Copy out each line below containing "keyscout".

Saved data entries
----------------------------------------

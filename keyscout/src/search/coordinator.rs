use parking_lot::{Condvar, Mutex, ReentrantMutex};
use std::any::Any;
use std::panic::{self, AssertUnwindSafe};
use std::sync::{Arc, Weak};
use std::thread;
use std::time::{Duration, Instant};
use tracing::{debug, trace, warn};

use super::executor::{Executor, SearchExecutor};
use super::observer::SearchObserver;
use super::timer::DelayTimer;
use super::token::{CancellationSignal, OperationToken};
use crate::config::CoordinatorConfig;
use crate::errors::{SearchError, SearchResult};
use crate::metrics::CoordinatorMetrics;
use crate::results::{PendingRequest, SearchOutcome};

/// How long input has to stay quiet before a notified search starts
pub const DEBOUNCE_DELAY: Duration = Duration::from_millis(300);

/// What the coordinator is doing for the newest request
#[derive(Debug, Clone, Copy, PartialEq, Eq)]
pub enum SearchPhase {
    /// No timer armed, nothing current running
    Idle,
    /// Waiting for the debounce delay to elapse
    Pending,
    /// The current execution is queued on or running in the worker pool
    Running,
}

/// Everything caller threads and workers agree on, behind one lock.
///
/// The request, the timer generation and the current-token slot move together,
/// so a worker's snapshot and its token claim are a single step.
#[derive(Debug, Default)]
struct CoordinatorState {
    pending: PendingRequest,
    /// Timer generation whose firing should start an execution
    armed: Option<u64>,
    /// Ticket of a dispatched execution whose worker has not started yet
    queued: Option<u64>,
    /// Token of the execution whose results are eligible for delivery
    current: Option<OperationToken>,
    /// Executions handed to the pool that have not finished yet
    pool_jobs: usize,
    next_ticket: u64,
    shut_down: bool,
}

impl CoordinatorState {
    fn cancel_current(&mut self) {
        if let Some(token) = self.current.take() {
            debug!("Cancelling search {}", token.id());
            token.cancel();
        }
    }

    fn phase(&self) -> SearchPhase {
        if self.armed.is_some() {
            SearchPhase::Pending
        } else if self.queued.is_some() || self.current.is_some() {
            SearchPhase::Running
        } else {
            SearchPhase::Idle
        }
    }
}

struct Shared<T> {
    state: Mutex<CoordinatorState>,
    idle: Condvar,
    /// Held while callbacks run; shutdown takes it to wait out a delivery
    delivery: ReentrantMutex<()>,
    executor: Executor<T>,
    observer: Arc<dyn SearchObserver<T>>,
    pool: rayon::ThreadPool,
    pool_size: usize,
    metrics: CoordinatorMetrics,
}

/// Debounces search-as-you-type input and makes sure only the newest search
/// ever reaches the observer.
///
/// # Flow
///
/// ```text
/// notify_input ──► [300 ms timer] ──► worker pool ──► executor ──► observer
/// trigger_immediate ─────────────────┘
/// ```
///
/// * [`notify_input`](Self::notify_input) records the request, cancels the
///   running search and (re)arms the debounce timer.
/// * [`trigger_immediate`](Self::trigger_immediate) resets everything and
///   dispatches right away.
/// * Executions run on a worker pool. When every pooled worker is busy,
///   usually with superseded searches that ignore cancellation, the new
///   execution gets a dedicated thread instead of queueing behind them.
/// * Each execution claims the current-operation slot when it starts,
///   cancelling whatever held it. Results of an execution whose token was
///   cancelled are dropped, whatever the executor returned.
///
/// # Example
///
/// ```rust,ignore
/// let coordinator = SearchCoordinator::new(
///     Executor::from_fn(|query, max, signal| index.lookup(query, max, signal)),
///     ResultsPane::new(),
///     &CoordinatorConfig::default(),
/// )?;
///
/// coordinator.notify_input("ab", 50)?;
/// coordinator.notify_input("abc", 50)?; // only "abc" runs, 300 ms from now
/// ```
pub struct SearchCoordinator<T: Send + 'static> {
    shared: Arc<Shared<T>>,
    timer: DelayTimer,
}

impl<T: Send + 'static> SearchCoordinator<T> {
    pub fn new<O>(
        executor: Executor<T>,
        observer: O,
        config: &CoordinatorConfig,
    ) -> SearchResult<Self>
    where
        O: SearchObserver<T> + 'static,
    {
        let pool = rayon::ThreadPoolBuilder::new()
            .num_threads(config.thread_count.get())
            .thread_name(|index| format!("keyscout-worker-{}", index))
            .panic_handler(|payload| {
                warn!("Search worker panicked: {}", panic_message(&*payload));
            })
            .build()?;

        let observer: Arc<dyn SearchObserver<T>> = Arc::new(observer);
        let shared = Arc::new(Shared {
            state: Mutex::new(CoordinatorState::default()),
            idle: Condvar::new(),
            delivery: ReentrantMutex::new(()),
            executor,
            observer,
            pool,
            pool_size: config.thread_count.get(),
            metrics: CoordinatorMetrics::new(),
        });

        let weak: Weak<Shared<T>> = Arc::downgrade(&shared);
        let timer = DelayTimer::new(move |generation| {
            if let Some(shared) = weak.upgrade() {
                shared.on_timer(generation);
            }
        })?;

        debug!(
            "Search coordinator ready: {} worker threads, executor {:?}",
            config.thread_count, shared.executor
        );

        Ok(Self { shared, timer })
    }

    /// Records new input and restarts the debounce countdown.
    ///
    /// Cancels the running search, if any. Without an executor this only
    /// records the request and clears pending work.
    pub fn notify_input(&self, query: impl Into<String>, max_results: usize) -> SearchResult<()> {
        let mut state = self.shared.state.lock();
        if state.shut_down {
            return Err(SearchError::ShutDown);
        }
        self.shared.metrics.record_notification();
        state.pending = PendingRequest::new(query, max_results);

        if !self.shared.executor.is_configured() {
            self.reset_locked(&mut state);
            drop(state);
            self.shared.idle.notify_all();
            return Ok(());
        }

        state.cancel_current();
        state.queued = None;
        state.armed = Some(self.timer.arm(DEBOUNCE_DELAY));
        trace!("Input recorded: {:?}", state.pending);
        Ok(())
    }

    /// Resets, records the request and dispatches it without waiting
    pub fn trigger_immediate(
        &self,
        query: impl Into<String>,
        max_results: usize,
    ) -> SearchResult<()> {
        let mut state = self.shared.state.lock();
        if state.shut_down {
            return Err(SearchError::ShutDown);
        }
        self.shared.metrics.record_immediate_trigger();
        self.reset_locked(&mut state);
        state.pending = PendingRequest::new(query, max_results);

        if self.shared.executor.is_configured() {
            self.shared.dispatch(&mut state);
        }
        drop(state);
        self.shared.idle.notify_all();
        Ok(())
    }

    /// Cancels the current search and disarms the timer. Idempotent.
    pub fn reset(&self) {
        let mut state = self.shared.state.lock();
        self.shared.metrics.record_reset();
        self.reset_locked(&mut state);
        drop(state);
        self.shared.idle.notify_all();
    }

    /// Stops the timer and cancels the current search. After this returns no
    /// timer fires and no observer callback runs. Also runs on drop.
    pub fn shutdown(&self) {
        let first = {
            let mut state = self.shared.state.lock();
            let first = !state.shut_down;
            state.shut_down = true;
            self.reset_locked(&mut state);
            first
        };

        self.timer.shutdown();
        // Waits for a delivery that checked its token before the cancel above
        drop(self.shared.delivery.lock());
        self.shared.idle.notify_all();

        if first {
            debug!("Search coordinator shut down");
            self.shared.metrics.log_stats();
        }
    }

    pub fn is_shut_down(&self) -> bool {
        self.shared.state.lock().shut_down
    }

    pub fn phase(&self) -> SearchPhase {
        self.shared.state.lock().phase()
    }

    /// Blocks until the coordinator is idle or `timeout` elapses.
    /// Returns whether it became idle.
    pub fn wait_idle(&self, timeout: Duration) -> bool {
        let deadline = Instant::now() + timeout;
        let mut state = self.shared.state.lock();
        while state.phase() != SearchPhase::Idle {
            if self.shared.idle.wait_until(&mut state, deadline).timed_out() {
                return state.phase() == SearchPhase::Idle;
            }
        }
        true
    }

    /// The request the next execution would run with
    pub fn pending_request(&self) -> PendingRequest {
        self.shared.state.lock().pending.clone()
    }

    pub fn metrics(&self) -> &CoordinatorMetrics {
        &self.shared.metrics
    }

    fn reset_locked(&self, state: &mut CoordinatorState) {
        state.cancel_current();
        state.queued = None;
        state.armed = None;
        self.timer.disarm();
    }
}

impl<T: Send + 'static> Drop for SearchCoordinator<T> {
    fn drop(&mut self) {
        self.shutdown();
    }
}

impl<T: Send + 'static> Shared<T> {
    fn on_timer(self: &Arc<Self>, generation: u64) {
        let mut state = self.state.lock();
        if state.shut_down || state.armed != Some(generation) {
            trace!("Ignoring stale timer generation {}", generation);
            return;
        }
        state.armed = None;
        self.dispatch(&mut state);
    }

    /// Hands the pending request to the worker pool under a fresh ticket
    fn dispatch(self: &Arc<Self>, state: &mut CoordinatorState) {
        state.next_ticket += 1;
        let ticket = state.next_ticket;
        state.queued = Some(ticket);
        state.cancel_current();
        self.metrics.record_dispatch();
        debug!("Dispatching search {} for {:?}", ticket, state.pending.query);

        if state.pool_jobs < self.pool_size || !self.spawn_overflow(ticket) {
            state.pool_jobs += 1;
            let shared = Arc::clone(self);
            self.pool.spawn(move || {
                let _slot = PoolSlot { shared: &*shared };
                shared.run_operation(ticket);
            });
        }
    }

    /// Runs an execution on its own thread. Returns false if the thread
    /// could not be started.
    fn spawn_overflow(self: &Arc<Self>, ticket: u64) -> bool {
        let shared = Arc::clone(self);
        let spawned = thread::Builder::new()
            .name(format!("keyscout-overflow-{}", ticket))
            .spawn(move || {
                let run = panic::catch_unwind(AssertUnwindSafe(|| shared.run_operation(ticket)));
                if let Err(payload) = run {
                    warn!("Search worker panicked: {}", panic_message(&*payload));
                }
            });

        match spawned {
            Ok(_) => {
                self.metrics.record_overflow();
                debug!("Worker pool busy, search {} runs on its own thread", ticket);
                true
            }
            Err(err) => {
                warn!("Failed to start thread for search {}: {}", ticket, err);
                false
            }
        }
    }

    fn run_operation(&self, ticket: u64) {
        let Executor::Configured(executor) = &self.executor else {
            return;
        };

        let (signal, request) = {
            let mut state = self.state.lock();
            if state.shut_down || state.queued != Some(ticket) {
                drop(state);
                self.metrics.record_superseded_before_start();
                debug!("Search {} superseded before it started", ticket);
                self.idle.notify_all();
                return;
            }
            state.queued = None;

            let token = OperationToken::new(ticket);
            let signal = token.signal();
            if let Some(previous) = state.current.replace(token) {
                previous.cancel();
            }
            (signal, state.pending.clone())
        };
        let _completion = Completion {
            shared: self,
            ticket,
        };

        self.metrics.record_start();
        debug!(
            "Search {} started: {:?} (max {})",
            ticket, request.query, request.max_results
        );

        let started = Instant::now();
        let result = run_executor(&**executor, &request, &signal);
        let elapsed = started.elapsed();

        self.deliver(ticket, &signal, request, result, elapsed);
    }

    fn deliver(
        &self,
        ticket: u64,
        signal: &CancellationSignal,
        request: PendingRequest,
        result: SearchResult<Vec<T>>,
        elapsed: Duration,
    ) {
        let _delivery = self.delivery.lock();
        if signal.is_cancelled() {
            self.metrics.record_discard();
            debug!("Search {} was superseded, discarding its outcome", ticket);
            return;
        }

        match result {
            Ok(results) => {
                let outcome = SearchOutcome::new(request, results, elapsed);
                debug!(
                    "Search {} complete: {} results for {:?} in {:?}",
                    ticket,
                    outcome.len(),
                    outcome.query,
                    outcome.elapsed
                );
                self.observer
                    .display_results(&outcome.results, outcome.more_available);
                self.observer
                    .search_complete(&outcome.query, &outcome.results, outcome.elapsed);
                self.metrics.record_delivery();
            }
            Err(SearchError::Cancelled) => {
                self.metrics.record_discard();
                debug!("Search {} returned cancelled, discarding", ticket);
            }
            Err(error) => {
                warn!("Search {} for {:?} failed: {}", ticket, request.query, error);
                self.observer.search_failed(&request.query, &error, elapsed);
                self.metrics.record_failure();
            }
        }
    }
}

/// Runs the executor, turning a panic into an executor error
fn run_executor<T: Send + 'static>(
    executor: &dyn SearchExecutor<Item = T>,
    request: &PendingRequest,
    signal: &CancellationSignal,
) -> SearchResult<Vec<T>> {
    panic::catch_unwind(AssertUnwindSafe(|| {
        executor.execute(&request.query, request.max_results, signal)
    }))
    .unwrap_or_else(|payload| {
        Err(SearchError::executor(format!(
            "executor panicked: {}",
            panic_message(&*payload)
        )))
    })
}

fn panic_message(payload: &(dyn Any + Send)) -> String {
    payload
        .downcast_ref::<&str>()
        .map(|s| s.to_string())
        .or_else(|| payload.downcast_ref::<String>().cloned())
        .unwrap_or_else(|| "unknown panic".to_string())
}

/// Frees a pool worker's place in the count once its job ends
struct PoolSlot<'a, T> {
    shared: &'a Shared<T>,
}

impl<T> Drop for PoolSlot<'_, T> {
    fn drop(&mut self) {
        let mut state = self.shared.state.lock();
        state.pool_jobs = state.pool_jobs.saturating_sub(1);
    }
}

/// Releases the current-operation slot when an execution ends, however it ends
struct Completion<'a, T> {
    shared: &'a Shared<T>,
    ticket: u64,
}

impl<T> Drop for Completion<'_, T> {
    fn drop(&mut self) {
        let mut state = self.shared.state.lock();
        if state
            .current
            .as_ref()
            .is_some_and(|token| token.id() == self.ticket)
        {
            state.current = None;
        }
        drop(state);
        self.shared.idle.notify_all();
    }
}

----------------------------------------

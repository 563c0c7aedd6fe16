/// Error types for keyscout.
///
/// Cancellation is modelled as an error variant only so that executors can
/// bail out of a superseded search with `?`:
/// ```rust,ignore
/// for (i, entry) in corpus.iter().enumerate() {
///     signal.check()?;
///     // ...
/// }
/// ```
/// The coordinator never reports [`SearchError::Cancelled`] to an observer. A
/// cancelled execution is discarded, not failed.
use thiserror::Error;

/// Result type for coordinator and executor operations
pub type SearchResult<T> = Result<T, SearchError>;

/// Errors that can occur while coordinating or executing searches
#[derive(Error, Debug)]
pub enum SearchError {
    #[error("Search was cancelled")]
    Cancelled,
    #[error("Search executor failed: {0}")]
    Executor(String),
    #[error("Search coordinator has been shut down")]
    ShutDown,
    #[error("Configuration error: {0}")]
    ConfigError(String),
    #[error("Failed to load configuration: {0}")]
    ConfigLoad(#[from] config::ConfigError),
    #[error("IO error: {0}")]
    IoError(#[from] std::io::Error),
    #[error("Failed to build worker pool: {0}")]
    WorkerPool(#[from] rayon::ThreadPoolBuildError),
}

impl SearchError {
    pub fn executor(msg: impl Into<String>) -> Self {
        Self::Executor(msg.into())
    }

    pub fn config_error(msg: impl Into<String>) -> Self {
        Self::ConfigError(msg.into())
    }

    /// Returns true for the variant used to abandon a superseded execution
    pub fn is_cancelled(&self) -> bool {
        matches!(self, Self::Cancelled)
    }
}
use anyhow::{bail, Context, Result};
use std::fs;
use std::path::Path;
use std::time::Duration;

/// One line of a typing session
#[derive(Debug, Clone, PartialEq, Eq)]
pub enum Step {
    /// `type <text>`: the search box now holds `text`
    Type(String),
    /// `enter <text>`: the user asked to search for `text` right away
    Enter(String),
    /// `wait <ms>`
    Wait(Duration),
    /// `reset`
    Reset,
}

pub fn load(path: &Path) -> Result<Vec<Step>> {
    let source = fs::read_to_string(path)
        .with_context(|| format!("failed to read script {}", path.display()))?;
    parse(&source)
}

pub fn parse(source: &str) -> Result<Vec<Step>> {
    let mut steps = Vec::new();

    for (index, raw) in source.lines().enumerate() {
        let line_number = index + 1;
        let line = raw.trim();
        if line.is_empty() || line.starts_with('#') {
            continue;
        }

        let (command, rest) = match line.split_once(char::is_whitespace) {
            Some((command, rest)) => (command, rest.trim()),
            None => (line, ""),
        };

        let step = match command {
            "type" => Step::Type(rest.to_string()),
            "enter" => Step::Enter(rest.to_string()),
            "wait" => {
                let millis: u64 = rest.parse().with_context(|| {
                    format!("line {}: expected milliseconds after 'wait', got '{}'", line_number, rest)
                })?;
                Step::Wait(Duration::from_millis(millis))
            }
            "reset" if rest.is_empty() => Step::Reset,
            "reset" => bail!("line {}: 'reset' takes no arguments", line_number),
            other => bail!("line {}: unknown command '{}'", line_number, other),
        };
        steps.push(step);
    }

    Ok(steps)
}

----------------------------------------

» SOLUTION FOR THIS PROBLEM
filename keyscout/src/search/coordinator.rs
            .thread_name(|index| format!("keyscout-worker-{}", index))
            .name(format!("keyscout-overflow-{}", ticket))
/// Error types for keyscout.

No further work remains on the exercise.